Monarchs' Last Meals
Posted 10/02/08
We're sitting on the screened in porch having a quick lunch when we spot two Monarchs foraging deep within a fading butterfly bush. The butterflies have found the buddleia's last blooms. This time of year, where there are two Monarchs there's a good chance there might be a migration.
Sure enough, a quick tour of our aster patch out back sets off a cloud of Monarchs, getting fortified for their big trip south. In the dog days of August, our garden is not much to look at. But by October, our garden comes alive with purple, pink and blue New England asters. Add in some white frost asters (aster pilosus) that reseed very aggressively and a few, over the hill butterfly bushes and you have the recipe for a perfect butterfly rest stop.
Oddly, while the Monarchs congregate on the wild aster plants, they shun the showy Bluebird aster, a special cultivar developed by Mt. Cuba in Delaware. Those perfectly shaped, beautiful blue flowers never attract a single butterfly.

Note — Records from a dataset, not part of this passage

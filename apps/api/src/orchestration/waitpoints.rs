// Waitpoints
//
// A waitpoint is a one-shot future keyed by `(execution_id, step_id)` that
// completes when the approval parked on it is resolved. The execution itself
// is never blocked on it: the engine parks the execution as `paused` in the
// datastore, and the waitpoint only lets in-process callers await the
// decision.

use std::collections::HashMap;
use std::sync::Mutex;
use tokio::sync::watch;
use uuid::Uuid;

use crate::domain::approval::ApprovalStatus;

struct Slot {
    key: (Uuid, String),
    sender: watch::Sender<Option<ApprovalStatus>>,
}

#[derive(Default)]
struct Registry {
    by_token: HashMap<Uuid, Slot>,
    by_step: HashMap<(Uuid, String), Uuid>,
    /// Outcomes kept until the execution is released, for late waiters
    resolved: HashMap<Uuid, (Uuid, ApprovalStatus)>,
}

#[derive(Default)]
pub struct Waitpoints {
    registry: Mutex<Registry>,
}

impl Waitpoints {
    pub fn new() -> Self {
        Self::default()
    }

    /// Opens a waitpoint for a step; replaces any open one for the same step
    pub fn create(&self, execution_id: Uuid, step_id: &str) -> Uuid {
        let token = Uuid::new_v4();
        let key = (execution_id, step_id.to_string());
        let (sender, _) = watch::channel(None);

        if let Ok(mut registry) = self.registry.lock() {
            if let Some(previous) = registry.by_step.insert(key.clone(), token) {
                registry.by_token.remove(&previous);
            }
            registry.by_token.insert(token, Slot { key, sender });
        }
        token
    }

    pub fn token_for(&self, execution_id: Uuid, step_id: &str) -> Option<Uuid> {
        let registry = self.registry.lock().ok()?;
        registry.by_step.get(&(execution_id, step_id.to_string())).copied()
    }

    /// Waits for the waitpoint to be resolved
    ///
    /// Returns `None` for unknown tokens or waitpoints released without a
    /// decision (e.g. after a process restart the engine falls back to the
    /// persisted approval).
    pub async fn wait(&self, token: Uuid) -> Option<ApprovalStatus> {
        let mut receiver = {
            let registry = self.registry.lock().ok()?;
            if let Some((_, status)) = registry.resolved.get(&token) {
                return Some(*status);
            }
            registry.by_token.get(&token)?.sender.subscribe()
        };

        loop {
            if let Some(status) = *receiver.borrow_and_update() {
                return Some(status);
            }
            if receiver.changed().await.is_err() {
                return *receiver.borrow();
            }
        }
    }

    /// Completes the waitpoint; returns false if the token is not open
    pub fn resolve(&self, token: Uuid, status: ApprovalStatus) -> bool {
        let Ok(mut registry) = self.registry.lock() else {
            return false;
        };
        let Some(slot) = registry.by_token.remove(&token) else {
            return false;
        };
        registry.by_step.remove(&slot.key);
        registry.resolved.insert(token, (slot.key.0, status));
        slot.sender.send_replace(Some(status));
        true
    }

    /// Drops every waitpoint of an execution; open ones end without a decision
    pub fn release(&self, execution_id: Uuid) {
        if let Ok(mut registry) = self.registry.lock() {
            let tokens: Vec<Uuid> = registry
                .by_token
                .iter()
                .filter(|(_, slot)| slot.key.0 == execution_id)
                .map(|(token, _)| *token)
                .collect();
            for token in tokens {
                if let Some(slot) = registry.by_token.remove(&token) {
                    registry.by_step.remove(&slot.key);
                }
            }
            registry.resolved.retain(|_, (execution, _)| *execution != execution_id);
        }
    }
}

#[cfg(test)]
mod tests {
    use super::*;
    use std::sync::Arc;

    #[tokio::test]
    async fn waiter_receives_resolution() {
        let waitpoints = Arc::new(Waitpoints::new());
        let execution = Uuid::new_v4();
        let token = waitpoints.create(execution, "send");
        assert_eq!(waitpoints.token_for(execution, "send"), Some(token));

        let waiter = {
            let waitpoints = waitpoints.clone();
            tokio::spawn(async move { waitpoints.wait(token).await })
        };
        tokio::task::yield_now().await;

        assert!(waitpoints.resolve(token, ApprovalStatus::Approved));
        assert_eq!(waiter.await.unwrap(), Some(ApprovalStatus::Approved));
        assert_eq!(waitpoints.token_for(execution, "send"), None);
        assert_eq!(waitpoints.wait(token).await, Some(ApprovalStatus::Approved));
    }

    #[tokio::test]
    async fn resolving_twice_is_refused() {
        let waitpoints = Waitpoints::new();
        let token = waitpoints.create(Uuid::new_v4(), "a");

        assert!(waitpoints.resolve(token, ApprovalStatus::Rejected));
        assert!(!waitpoints.resolve(token, ApprovalStatus::Approved));
    }

    #[tokio::test]
    async fn released_waitpoint_yields_none() {
        let waitpoints = Arc::new(Waitpoints::new());
        let execution = Uuid::new_v4();
        let token = waitpoints.create(execution, "a");

        let waiter = {
            let waitpoints = waitpoints.clone();
            tokio::spawn(async move { waitpoints.wait(token).await })
        };
        tokio::task::yield_now().await;
        waitpoints.release(execution);

        assert_eq!(waiter.await.unwrap(), None);
        assert_eq!(waitpoints.wait(token).await, None);
    }
}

The Monarchs much prefer the almost weedy patch of lowly, unnamed mongrel asters. Plants which, for much of the year, look like a brushy, neglected area.
By October, those asters have redeemed themselves not only by turning our garden into a blaze of color but also by refueling the Monarchs on their annual Cape May pit stop. Let's hope that other gardners farther south have similar, weedy patches of asters. There's a hungry mob of Monarchs headed their way.